▸ TASK: Using the string "into" as the key, pull each matching line out of the records below.

▸ MATERIAL SUPPLIED:
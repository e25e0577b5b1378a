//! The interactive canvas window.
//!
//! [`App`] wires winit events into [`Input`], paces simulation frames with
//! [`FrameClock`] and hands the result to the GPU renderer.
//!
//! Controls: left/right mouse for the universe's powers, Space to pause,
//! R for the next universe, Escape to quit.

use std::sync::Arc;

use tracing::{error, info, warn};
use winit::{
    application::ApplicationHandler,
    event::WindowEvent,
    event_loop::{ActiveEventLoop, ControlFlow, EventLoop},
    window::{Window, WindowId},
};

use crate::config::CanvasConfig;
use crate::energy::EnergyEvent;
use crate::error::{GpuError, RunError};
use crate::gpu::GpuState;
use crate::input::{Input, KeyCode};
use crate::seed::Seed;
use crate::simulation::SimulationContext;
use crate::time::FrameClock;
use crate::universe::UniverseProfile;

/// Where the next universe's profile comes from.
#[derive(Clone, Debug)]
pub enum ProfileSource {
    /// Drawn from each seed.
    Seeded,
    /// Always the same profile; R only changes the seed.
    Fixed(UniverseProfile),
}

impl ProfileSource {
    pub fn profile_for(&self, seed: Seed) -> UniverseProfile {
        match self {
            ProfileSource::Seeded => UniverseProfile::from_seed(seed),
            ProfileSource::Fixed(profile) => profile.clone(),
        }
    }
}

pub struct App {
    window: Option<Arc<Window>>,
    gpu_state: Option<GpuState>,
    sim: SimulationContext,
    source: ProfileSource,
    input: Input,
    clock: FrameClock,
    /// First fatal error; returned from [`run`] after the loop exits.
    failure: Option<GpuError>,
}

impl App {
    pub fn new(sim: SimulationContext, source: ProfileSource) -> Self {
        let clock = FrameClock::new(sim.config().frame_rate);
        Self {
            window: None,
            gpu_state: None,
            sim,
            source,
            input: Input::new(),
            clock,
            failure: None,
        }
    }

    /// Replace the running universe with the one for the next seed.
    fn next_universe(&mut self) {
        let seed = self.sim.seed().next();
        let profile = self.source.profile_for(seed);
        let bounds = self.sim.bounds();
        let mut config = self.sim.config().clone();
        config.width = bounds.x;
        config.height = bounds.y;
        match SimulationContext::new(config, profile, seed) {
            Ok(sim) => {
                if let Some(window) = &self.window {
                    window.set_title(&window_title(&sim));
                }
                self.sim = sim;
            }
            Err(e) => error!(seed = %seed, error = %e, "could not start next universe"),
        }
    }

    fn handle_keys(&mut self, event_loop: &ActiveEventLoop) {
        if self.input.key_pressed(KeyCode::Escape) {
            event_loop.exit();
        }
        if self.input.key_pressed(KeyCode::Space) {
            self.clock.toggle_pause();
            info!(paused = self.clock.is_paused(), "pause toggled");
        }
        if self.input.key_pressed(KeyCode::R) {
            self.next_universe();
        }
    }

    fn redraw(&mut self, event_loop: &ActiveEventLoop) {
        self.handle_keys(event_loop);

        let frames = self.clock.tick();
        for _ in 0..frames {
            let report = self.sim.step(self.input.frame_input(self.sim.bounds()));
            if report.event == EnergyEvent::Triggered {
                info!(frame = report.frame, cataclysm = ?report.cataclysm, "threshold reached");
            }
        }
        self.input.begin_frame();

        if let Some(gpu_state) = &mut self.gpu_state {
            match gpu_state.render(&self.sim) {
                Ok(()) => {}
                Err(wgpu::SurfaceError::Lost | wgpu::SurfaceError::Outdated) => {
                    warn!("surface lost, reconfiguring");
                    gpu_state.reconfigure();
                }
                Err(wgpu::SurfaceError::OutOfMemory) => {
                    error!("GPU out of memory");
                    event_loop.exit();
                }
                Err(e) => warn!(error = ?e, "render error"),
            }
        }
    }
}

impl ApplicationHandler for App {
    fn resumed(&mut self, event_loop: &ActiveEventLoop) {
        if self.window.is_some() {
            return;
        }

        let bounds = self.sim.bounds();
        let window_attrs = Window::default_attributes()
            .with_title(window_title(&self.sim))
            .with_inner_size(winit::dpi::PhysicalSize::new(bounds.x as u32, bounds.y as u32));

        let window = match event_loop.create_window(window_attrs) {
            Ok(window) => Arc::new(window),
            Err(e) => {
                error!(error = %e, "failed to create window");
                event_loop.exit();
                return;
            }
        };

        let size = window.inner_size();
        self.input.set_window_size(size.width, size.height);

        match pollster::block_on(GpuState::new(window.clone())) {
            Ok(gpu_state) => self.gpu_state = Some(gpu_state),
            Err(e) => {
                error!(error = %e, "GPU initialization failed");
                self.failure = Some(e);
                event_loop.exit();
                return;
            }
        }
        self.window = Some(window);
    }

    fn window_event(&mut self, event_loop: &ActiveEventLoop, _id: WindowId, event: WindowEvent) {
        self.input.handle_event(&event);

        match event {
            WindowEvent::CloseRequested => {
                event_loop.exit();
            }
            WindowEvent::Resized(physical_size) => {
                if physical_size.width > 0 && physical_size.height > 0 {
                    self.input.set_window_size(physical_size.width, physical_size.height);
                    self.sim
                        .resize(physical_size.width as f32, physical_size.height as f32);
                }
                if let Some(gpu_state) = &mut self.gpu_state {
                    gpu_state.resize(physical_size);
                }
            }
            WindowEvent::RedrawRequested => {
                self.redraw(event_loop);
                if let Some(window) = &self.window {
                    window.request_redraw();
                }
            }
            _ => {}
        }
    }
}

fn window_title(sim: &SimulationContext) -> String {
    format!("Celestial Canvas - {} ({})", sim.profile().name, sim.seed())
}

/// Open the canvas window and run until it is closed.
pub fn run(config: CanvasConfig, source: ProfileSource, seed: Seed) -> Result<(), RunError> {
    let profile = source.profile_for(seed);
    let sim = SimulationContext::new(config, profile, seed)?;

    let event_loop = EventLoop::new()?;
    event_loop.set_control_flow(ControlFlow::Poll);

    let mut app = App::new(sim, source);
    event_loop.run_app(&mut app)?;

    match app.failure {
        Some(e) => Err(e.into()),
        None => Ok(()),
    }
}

==

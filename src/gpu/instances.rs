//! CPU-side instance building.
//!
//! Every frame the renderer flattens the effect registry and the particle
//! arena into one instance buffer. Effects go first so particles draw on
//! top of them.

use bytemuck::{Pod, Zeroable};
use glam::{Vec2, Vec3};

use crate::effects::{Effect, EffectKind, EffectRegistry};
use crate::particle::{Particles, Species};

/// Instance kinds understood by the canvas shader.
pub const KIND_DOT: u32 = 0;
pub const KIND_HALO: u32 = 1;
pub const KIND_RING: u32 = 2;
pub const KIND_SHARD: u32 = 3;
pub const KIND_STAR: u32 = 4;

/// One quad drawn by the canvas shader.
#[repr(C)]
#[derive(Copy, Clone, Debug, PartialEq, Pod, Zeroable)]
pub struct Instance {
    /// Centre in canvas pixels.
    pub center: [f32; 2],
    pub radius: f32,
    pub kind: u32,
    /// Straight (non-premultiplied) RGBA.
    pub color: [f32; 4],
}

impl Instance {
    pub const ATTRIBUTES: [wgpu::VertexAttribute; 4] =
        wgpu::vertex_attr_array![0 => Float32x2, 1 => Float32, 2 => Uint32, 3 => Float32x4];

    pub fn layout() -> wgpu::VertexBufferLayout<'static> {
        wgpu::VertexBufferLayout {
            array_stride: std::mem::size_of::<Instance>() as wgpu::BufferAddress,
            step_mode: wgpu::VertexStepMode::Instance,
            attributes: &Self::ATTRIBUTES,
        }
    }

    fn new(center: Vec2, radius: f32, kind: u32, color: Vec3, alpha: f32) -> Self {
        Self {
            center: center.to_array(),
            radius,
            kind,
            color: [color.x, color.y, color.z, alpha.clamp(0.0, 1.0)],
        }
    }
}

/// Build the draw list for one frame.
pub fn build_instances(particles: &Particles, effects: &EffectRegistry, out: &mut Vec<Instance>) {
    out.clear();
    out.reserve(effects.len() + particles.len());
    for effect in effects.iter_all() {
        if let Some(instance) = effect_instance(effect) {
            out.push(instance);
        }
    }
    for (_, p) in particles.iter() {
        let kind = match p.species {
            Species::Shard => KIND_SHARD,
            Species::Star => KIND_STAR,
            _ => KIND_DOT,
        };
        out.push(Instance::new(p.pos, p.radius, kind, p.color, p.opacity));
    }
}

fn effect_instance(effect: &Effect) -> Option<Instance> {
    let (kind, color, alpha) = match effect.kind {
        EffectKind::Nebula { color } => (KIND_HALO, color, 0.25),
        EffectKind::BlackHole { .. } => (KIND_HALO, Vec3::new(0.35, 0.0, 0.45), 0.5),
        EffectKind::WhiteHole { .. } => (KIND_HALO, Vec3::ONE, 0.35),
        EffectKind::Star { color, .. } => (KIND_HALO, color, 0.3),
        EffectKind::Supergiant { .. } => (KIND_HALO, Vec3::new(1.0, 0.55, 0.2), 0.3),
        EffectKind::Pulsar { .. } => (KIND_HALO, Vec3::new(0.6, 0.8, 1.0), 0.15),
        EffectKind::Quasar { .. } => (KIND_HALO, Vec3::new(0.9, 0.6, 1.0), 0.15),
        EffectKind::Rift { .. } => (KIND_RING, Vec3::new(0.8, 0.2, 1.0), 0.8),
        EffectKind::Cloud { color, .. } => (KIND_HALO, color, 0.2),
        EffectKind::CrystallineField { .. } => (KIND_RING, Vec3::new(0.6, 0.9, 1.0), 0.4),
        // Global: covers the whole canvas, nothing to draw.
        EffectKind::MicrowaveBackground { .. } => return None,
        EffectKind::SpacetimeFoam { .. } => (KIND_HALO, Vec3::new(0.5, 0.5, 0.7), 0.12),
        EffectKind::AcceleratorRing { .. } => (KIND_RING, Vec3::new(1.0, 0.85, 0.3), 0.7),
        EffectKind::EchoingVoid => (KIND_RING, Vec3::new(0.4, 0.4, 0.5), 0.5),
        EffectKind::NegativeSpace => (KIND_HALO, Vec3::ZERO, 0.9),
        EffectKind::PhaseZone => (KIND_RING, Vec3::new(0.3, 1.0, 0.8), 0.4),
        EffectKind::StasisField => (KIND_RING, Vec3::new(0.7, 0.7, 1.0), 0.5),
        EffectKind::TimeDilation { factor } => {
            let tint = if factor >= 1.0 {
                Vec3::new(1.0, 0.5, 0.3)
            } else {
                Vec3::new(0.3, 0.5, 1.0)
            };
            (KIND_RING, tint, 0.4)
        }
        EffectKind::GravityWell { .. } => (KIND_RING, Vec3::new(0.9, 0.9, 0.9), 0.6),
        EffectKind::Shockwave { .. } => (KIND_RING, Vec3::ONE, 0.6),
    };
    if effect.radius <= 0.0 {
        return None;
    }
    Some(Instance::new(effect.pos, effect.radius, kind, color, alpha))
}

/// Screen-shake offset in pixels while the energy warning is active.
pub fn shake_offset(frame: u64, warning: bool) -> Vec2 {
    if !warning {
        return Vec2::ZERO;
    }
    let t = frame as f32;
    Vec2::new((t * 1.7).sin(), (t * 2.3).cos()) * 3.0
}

---

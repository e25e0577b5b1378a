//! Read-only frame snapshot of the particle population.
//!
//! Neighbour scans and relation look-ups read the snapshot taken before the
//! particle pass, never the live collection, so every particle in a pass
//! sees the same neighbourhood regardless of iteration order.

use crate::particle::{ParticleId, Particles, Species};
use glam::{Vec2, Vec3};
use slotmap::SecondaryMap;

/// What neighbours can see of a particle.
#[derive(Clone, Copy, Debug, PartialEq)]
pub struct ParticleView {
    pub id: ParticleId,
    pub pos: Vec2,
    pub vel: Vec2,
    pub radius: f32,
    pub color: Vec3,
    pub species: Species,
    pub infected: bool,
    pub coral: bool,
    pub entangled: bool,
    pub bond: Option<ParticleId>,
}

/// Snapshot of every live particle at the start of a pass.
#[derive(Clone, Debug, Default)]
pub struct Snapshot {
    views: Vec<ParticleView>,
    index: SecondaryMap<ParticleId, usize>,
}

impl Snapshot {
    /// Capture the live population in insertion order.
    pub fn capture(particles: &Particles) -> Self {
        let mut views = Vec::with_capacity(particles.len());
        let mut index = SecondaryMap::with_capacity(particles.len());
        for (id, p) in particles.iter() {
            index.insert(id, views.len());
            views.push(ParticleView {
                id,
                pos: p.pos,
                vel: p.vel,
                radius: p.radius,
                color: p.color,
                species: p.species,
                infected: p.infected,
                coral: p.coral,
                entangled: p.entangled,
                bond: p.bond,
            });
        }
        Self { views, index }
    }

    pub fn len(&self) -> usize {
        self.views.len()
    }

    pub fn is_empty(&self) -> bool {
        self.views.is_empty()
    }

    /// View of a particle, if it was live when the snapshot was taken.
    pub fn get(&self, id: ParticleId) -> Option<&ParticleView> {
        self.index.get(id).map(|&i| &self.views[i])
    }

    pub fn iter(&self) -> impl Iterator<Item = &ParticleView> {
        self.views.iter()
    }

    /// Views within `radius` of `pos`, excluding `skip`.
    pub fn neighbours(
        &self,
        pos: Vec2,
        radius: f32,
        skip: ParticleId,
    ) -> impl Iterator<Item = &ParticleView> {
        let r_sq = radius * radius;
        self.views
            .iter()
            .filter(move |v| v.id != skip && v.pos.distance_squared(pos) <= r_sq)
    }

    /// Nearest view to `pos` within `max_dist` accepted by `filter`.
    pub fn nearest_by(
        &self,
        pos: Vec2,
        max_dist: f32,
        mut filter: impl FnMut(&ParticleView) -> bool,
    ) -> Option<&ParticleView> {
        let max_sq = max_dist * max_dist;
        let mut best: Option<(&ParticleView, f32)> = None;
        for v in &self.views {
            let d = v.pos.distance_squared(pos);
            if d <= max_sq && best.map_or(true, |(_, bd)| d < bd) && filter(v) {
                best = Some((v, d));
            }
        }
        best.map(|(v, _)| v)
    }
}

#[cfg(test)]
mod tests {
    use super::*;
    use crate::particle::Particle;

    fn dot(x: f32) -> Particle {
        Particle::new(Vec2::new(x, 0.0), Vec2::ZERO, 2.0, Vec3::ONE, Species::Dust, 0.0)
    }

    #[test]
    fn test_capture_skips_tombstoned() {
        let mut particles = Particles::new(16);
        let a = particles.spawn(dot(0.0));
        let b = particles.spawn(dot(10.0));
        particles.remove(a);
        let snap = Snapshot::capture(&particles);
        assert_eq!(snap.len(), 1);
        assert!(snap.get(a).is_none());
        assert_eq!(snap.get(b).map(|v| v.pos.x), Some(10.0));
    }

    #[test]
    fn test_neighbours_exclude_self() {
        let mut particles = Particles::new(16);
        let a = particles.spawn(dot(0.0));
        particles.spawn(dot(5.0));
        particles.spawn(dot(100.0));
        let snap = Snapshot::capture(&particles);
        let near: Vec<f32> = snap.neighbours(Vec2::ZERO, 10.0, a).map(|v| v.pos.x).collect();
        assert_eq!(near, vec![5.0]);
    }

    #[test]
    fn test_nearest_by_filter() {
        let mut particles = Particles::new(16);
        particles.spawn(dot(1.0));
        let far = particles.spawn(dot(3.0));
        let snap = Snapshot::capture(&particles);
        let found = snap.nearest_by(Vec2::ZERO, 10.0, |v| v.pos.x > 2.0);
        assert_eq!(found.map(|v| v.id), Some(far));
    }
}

▸ SOLVED PROBLEM:
//! [`App`] wires winit events into [`Input`], paces simulation frames with
        Some(e) => Err(e.into()),
//! arena into one instance buffer. Effects go first so particles draw on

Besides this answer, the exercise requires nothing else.